pub mod cross_sell;
pub mod index;
pub mod record;

use std::collections::HashSet;
use std::path::Path;

use tracing::warn;

use crate::error::PipelineError;
use crate::lexicon::Lexicon;
use crate::parser::{self, ParsedPage};
use crate::synth::{self, SynthesizedCopy};
use record::{CanonicalProductRecord, HandleRegistry};

/// Per-document result of the parallel stage.
#[derive(Debug)]
pub struct ProductDraft {
    pub page: ParsedPage,
    pub copy: SynthesizedCopy,
}

pub fn draft(path: &Path, lexicon: &Lexicon) -> Result<ProductDraft, PipelineError> {
    let page = parser::process_page(path, lexicon)?;
    let copy = synth::synthesize(&page, lexicon);
    Ok(ProductDraft { page, copy })
}

/// Number the drafts in input order, give each a unique handle, then link
/// cross-sells across the finished batch. A later draft repeating an
/// identifier already in the batch is dropped.
pub fn assemble_batch(drafts: Vec<ProductDraft>, lexicon: &Lexicon) -> Vec<CanonicalProductRecord> {
    let mut seen = HashSet::new();
    let mut handles = HandleRegistry::default();
    let mut records: Vec<CanonicalProductRecord> = drafts
        .into_iter()
        .filter(|d| {
            let first = seen.insert(d.page.asin.clone());
            if !first {
                warn!(asin = %d.page.asin, "skipping duplicate identifier");
            }
            first
        })
        .enumerate()
        .map(|(n, d)| {
            let handle = handles.claim(&d.copy.title, &d.page.asin);
            CanonicalProductRecord::assemble(d, record::sku(n), handle)
        })
        .collect();
    cross_sell::attach(&mut records, &lexicon.limits);
    records
}

#[cfg(test)]
pub(crate) mod tests {
    use super::*;
    use crate::assemble::index::BatchIndexes;
    use crate::synth::copy::SocialProof;
    use crate::synth::title::VALID_TITLE_RE;
    use indexmap::IndexMap;
    use record::{ReviewSummary, Variations};

    pub(crate) fn sample_record(i: usize) -> CanonicalProductRecord {
        CanonicalProductRecord {
            id: format!("womens-dress-{}", i),
            handle: format!("womens-dress-{}", i),
            sku: record::sku(i),
            asin: format!("B0SAMPLE{:02}", i),
            title: format!("Womens Dress {}", i),
            title_original: format!("Dress {}", i),
            brand: String::new(),
            price: Some(20.0 + i as f64),
            social_proof: SocialProof {
                bought_past_month: 50,
                text: "50+ bought in the past month".into(),
            },
            images: vec![format!("https://m.media-amazon.com/images/I/IMG{}._SL1500_.jpg", i)],
            description_images: Vec::new(),
            bullets: Vec::new(),
            specs: IndexMap::new(),
            category: "Women > Dresses".into(),
            category_path: vec!["Women".into(), "Dresses".into()],
            category_slug: "women/dresses".into(),
            category_leaf: "Dresses".into(),
            variations: Variations {
                sizes: Vec::new(),
                colors: Vec::new(),
                size_chart: None,
            },
            reviews: ReviewSummary {
                average_rating: None,
                count: None,
                customers_say: None,
                items: Vec::new(),
            },
            short_description: String::new(),
            long_description: String::new(),
            long_description_blocks: Vec::new(),
            videos: Vec::new(),
            color_swatches: IndexMap::new(),
            color_image_key: IndexMap::new(),
            color_images: IndexMap::new(),
            related: Vec::new(),
            customer_also_viewed: Vec::new(),
        }
    }

    fn fixture(name: &str) -> std::path::PathBuf {
        Path::new(env!("CARGO_MANIFEST_DIR")).join("tests/fixtures").join(name)
    }

    fn fixture_drafts(lex: &Lexicon) -> Vec<ProductDraft> {
        [
            "B0DRESS001 - Blue Maxi Dress.html",
            "no-identifier.html",
            "B0SANDAL02 - Platform Sandals.html",
        ]
        .iter()
        .filter_map(|name| draft(&fixture(name), lex).ok())
        .collect()
    }

    #[test]
    fn missing_identifier_is_rejected() {
        let lex = Lexicon::default();
        let err = draft(&fixture("no-identifier.html"), &lex).unwrap_err();
        assert!(matches!(err, PipelineError::MissingIdentifier(_)));
        let err = draft(&fixture("does-not-exist.html"), &lex).unwrap_err();
        assert!(matches!(err, PipelineError::Read { .. }));
    }

    #[test]
    fn fixture_batch() {
        let lex = Lexicon::default();
        let records = assemble_batch(fixture_drafts(&lex), &lex);
        assert_eq!(records.len(), 2);

        let dress = &records[0];
        assert_eq!(dress.asin, "B0DRESS001");
        assert_eq!(dress.sku, "JC1000");
        assert!(dress.title.starts_with("Womens Maxi Dress"));
        assert!(VALID_TITLE_RE.is_match(&dress.title));
        assert_eq!(dress.handle, crate::parser::text::slugify(&dress.title));
        assert_eq!(dress.category_leaf, "Dresses");
        assert_eq!(dress.category_slug, "clothing-shoes-jewelry/women/clothing/dresses");
        assert!(dress
            .description_images
            .iter()
            .all(|u| !dress.images.contains(u)));
        assert!(dress
            .color_image_key
            .values()
            .all(|k| dress.images.iter().any(|u| u.contains(k.as_str()))));
        let n = crate::parser::text::word_count(&dress.short_description);
        assert!((180..=220).contains(&n));

        let sandals = &records[1];
        assert_eq!(sandals.sku, "JC1001");
        assert_eq!(sandals.title, "Womens Heeled Sandals Platform");
        assert!(sandals.description_images.is_empty());
        // gallery stands in for missing description imagery
        assert!(sandals
            .long_description_blocks
            .iter()
            .any(|b| matches!(b, crate::synth::copy::DescriptionBlock::Image { .. })));

        assert_eq!(dress.related.len(), 1);
        assert_eq!(dress.related[0].id, sandals.id);

        let idx = BatchIndexes::build(&records);
        assert_eq!(idx.products.len(), 2);
        assert!(idx.asin_map.keys().all(|a| a.starts_with("B0")));
        let listed: usize = idx.categories.values().map(|c| c.count).sum();
        assert_eq!(listed, 2);
    }

    #[test]
    fn repeated_identifier_keeps_first_draft() {
        let lex = Lexicon::default();
        let tmp = tempfile::tempdir().unwrap();
        let copies = [
            ("B0DRESS001 - Blue Maxi Dress.html", "B0DUPE0001 - Blue Maxi Dress.html"),
            ("B0SANDAL02 - Platform Sandals.html", "B0DUPE0001 - Platform Sandals.html"),
            ("B0SANDAL02 - Platform Sandals.html", "B0SANDAL02 - Platform Sandals.html"),
        ];
        let drafts: Vec<ProductDraft> = copies
            .iter()
            .map(|(src, dst)| {
                let path = tmp.path().join(dst);
                std::fs::copy(fixture(src), &path).unwrap();
                draft(&path, &lex).unwrap()
            })
            .collect();

        let records = assemble_batch(drafts, &lex);
        assert_eq!(records.len(), 2);
        assert_eq!(records[0].asin, "B0DUPE0001");
        assert!(records[0].title.starts_with("Womens Maxi Dress"));
        assert_eq!(records[1].asin, "B0SANDAL02");
        assert_eq!(records[1].sku, "JC1001");

        for r in &records {
            assert!(r.related.iter().all(|c| c.id != r.id));
            assert_eq!(r.related.len(), 1);
        }

        let idx = BatchIndexes::build(&records);
        assert_eq!(idx.asin_map.len(), 2);
        assert_eq!(idx.asin_map["B0DUPE0001"], records[0].id);
    }

    #[test]
    fn drafts_are_reproducible() {
        let lex = Lexicon::default();
        let a = assemble_batch(fixture_drafts(&lex), &lex);
        let b = assemble_batch(fixture_drafts(&lex), &lex);
        let a = serde_json::to_string(&a).unwrap();
        let b = serde_json::to_string(&b).unwrap();
        assert_eq!(a, b);
    }
}
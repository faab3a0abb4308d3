use std::path::PathBuf;

use thiserror::Error;

/// Per-document failures. A failing document is skipped; the batch continues.
#[derive(Debug, Error)]
pub enum PipelineError {
    #[error("failed to read {path:?}: {source}")]
    Read {
        path: PathBuf,
        #[source]
        source: std::io::Error,
    },

    #[error("no product identifier in file name or body of {0:?}")]
    MissingIdentifier(PathBuf),
}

========================

Task objective
Scan the material above for the string "handles", and copy every line where it is found.

Solution to this problem
    let mut handles = HandleRegistry::default();
            let handle = handles.claim(&d.copy.title, &d.page.asin);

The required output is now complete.